::: Stored data

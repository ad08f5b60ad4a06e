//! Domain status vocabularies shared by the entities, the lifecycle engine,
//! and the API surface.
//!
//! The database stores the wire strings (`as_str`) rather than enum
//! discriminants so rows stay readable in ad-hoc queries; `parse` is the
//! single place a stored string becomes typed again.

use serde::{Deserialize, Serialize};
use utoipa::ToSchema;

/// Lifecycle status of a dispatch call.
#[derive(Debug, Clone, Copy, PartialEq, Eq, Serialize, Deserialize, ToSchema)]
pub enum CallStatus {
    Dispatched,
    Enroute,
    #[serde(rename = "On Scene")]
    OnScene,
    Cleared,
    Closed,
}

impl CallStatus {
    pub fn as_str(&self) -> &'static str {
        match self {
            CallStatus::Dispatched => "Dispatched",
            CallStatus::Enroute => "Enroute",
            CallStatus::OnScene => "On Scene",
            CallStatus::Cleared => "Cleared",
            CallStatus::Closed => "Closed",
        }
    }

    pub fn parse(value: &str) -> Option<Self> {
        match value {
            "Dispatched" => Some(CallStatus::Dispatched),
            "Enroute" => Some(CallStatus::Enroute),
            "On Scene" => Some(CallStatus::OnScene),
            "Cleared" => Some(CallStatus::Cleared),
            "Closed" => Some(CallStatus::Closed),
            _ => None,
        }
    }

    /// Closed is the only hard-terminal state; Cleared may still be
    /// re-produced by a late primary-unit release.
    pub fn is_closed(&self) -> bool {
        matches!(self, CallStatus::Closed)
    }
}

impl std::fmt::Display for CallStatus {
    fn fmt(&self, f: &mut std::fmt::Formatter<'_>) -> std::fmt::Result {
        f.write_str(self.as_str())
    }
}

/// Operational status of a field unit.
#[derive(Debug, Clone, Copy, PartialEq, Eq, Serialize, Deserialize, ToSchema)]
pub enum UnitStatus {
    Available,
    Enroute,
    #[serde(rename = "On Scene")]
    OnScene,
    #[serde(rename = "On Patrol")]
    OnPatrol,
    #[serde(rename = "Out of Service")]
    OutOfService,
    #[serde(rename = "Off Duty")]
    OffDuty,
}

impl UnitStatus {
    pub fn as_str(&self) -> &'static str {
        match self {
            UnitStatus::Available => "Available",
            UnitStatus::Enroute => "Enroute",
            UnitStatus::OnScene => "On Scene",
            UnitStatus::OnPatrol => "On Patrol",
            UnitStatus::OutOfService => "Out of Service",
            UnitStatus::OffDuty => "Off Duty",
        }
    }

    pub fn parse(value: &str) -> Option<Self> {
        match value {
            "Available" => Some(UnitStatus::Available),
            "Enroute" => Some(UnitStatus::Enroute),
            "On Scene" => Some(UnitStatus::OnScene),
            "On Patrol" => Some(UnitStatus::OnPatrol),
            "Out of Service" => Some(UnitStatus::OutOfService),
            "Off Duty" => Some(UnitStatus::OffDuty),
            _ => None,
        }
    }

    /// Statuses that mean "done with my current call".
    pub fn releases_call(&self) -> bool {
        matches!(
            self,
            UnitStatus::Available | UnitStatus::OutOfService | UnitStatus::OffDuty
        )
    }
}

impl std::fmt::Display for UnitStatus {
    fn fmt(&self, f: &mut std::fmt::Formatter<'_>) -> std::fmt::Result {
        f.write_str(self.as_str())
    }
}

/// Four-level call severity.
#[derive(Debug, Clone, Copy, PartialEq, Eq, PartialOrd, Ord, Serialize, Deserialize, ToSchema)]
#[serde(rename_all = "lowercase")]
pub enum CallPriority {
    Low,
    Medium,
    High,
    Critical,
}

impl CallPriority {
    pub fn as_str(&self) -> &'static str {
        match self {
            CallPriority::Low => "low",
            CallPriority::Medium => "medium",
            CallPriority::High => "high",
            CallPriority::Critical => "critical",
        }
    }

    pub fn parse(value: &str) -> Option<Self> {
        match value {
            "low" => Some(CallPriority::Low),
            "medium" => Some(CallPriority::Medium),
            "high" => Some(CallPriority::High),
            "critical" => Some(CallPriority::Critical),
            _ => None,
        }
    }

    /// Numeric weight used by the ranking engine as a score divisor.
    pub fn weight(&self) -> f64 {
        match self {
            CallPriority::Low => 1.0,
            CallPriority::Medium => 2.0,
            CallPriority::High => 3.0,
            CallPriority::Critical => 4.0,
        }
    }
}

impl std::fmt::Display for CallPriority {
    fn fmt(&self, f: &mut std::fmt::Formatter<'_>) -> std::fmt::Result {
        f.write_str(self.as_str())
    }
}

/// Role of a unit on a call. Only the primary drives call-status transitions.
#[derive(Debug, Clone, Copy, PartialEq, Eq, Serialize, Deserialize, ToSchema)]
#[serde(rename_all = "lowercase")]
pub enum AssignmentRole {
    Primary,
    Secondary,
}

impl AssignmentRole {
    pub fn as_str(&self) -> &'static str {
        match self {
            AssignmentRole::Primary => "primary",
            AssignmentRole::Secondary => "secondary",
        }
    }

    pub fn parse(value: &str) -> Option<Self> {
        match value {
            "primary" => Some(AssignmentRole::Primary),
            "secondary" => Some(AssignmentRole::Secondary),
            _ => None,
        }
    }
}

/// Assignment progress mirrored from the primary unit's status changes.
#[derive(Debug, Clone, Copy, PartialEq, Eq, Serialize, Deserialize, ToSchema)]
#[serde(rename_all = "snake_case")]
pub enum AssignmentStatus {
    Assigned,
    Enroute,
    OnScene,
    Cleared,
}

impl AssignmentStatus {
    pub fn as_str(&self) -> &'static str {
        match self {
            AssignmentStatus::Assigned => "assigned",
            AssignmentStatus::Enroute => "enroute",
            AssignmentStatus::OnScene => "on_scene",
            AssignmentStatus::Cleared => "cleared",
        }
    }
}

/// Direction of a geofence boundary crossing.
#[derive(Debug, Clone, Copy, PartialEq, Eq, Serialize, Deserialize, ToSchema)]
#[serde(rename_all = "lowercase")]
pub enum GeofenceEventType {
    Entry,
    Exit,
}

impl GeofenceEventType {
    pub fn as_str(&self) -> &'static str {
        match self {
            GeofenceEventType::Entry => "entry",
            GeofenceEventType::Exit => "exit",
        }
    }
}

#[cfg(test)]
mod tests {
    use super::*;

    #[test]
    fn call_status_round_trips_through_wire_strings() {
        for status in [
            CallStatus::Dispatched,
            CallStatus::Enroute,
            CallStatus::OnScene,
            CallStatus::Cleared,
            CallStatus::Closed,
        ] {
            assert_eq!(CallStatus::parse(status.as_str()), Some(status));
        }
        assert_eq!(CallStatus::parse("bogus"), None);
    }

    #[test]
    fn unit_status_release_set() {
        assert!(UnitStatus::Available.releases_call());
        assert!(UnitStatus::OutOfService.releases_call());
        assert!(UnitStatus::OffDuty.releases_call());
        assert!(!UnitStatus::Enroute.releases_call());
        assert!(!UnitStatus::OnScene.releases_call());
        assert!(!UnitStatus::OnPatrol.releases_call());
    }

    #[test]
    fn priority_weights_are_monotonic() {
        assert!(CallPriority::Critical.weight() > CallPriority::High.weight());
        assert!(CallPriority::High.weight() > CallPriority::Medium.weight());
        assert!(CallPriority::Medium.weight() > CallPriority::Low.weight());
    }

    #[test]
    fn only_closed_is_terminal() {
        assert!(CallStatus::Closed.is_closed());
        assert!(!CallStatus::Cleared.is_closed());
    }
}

::::::

▸ Exercise
Print every line of the listing shown above, exactly.

▸ Task answer
repository ad08f5b60ad4a06e
//! Domain status vocabularies shared by the entities, the lifecycle engine,
//! and the API surface.
//!
//! The database stores the wire strings (`as_str`) rather than enum
//! discriminants so rows stay readable in ad-hoc queries; `parse` is the
//! single place a stored string becomes typed again.

use serde::{Deserialize, Serialize};
use utoipa::ToSchema;

/// Lifecycle status of a dispatch call.
#[derive(Debug, Clone, Copy, PartialEq, Eq, Serialize, Deserialize, ToSchema)]
pub enum CallStatus {
    Dispatched,
    Enroute,
    #[serde(rename = "On Scene")]
    OnScene,
    Cleared,
    Closed,
}

impl CallStatus {
    pub fn as_str(&self) -> &'static str {
        match self {
            CallStatus::Dispatched => "Dispatched",
            CallStatus::Enroute => "Enroute",
            CallStatus::OnScene => "On Scene",
            CallStatus::Cleared => "Cleared",
            CallStatus::Closed => "Closed",
        }
    }

    pub fn parse(value: &str) -> Option<Self> {
        match value {
            "Dispatched" => Some(CallStatus::Dispatched),
            "Enroute" => Some(CallStatus::Enroute),
            "On Scene" => Some(CallStatus::OnScene),
            "Cleared" => Some(CallStatus::Cleared),
            "Closed" => Some(CallStatus::Closed),
            _ => None,
        }
    }

    /// Closed is the only hard-terminal state; Cleared may still be
    /// re-produced by a late primary-unit release.
    pub fn is_closed(&self) -> bool {
        matches!(self, CallStatus::Closed)
    }
}

impl std::fmt::Display for CallStatus {
    fn fmt(&self, f: &mut std::fmt::Formatter<'_>) -> std::fmt::Result {
        f.write_str(self.as_str())
    }
}

/// Operational status of a field unit.
#[derive(Debug, Clone, Copy, PartialEq, Eq, Serialize, Deserialize, ToSchema)]
pub enum UnitStatus {
    Available,
    Enroute,
    #[serde(rename = "On Scene")]
    OnScene,
    #[serde(rename = "On Patrol")]
    OnPatrol,
    #[serde(rename = "Out of Service")]
    OutOfService,
    #[serde(rename = "Off Duty")]
    OffDuty,
}

impl UnitStatus {
    pub fn as_str(&self) -> &'static str {
        match self {
            UnitStatus::Available => "Available",
            UnitStatus::Enroute => "Enroute",
            UnitStatus::OnScene => "On Scene",
            UnitStatus::OnPatrol => "On Patrol",
            UnitStatus::OutOfService => "Out of Service",
            UnitStatus::OffDuty => "Off Duty",
        }
    }

    pub fn parse(value: &str) -> Option<Self> {
        match value {
            "Available" => Some(UnitStatus::Available),
            "Enroute" => Some(UnitStatus::Enroute),
            "On Scene" => Some(UnitStatus::OnScene),
            "On Patrol" => Some(UnitStatus::OnPatrol),
            "Out of Service" => Some(UnitStatus::OutOfService),
            "Off Duty" => Some(UnitStatus::OffDuty),
            _ => None,
        }
    }

    /// Statuses that mean "done with my current call".
    pub fn releases_call(&self) -> bool {
        matches!(
            self,
            UnitStatus::Available | UnitStatus::OutOfService | UnitStatus::OffDuty
        )
    }
}

impl std::fmt::Display for UnitStatus {
    fn fmt(&self, f: &mut std::fmt::Formatter<'_>) -> std::fmt::Result {
        f.write_str(self.as_str())
    }
}

/// Four-level call severity.
#[derive(Debug, Clone, Copy, PartialEq, Eq, PartialOrd, Ord, Serialize, Deserialize, ToSchema)]
#[serde(rename_all = "lowercase")]
pub enum CallPriority {
    Low,
    Medium,
    High,
    Critical,
}

impl CallPriority {
    pub fn as_str(&self) -> &'static str {
        match self {
            CallPriority::Low => "low",
            CallPriority::Medium => "medium",
            CallPriority::High => "high",
            CallPriority::Critical => "critical",
        }
    }

    pub fn parse(value: &str) -> Option<Self> {
        match value {
            "low" => Some(CallPriority::Low),
            "medium" => Some(CallPriority::Medium),
            "high" => Some(CallPriority::High),
            "critical" => Some(CallPriority::Critical),
            _ => None,
        }
    }

    /// Numeric weight used by the ranking engine as a score divisor.
    pub fn weight(&self) -> f64 {
        match self {
            CallPriority::Low => 1.0,
            CallPriority::Medium => 2.0,
            CallPriority::High => 3.0,
            CallPriority::Critical => 4.0,
        }
    }
}

impl std::fmt::Display for CallPriority {
    fn fmt(&self, f: &mut std::fmt::Formatter<'_>) -> std::fmt::Result {
        f.write_str(self.as_str())
    }
}

/// Role of a unit on a call. Only the primary drives call-status transitions.
#[derive(Debug, Clone, Copy, PartialEq, Eq, Serialize, Deserialize, ToSchema)]
#[serde(rename_all = "lowercase")]
pub enum AssignmentRole {
    Primary,
    Secondary,
}

impl AssignmentRole {
    pub fn as_str(&self) -> &'static str {
        match self {
            AssignmentRole::Primary => "primary",
            AssignmentRole::Secondary => "secondary",
        }
    }

    pub fn parse(value: &str) -> Option<Self> {
        match value {
            "primary" => Some(AssignmentRole::Primary),
            "secondary" => Some(AssignmentRole::Secondary),
            _ => None,
        }
    }
}

/// Assignment progress mirrored from the primary unit's status changes.
#[derive(Debug, Clone, Copy, PartialEq, Eq, Serialize, Deserialize, ToSchema)]
#[serde(rename_all = "snake_case")]
pub enum AssignmentStatus {
    Assigned,
    Enroute,
    OnScene,
    Cleared,
}

impl AssignmentStatus {
    pub fn as_str(&self) -> &'static str {
        match self {
            AssignmentStatus::Assigned => "assigned",
            AssignmentStatus::Enroute => "enroute",
            AssignmentStatus::OnScene => "on_scene",
            AssignmentStatus::Cleared => "cleared",
        }
    }
}

/// Direction of a geofence boundary crossing.
#[derive(Debug, Clone, Copy, PartialEq, Eq, Serialize, Deserialize, ToSchema)]
#[serde(rename_all = "lowercase")]
pub enum GeofenceEventType {
    Entry,
    Exit,
}

impl GeofenceEventType {
    pub fn as_str(&self) -> &'static str {
        match self {
            GeofenceEventType::Entry => "entry",
            GeofenceEventType::Exit => "exit",
        }
    }
}

#[cfg(test)]
mod tests {
    use super::*;

    #[test]
    fn call_status_round_trips_through_wire_strings() {
        for status in [
            CallStatus::Dispatched,
            CallStatus::Enroute,
            CallStatus::OnScene,
            CallStatus::Cleared,
            CallStatus::Closed,
        ] {
            assert_eq!(CallStatus::parse(status.as_str()), Some(status));
        }
        assert_eq!(CallStatus::parse("bogus"), None);
    }

    #[test]
    fn unit_status_release_set() {
        assert!(UnitStatus::Available.releases_call());
        assert!(UnitStatus::OutOfService.releases_call());
        assert!(UnitStatus::OffDuty.releases_call());
        assert!(!UnitStatus::Enroute.releases_call());
        assert!(!UnitStatus::OnScene.releases_call());
        assert!(!UnitStatus::OnPatrol.releases_call());
    }

    #[test]
    fn priority_weights_are_monotonic() {
        assert!(CallPriority::Critical.weight() > CallPriority::High.weight());
        assert!(CallPriority::High.weight() > CallPriority::Medium.weight());
        assert!(CallPriority::Medium.weight() > CallPriority::Low.weight());
    }

    #[test]
    fn only_closed_is_terminal() {
        assert!(CallStatus::Closed.is_closed());
        assert!(!CallStatus::Cleared.is_closed());
    }
}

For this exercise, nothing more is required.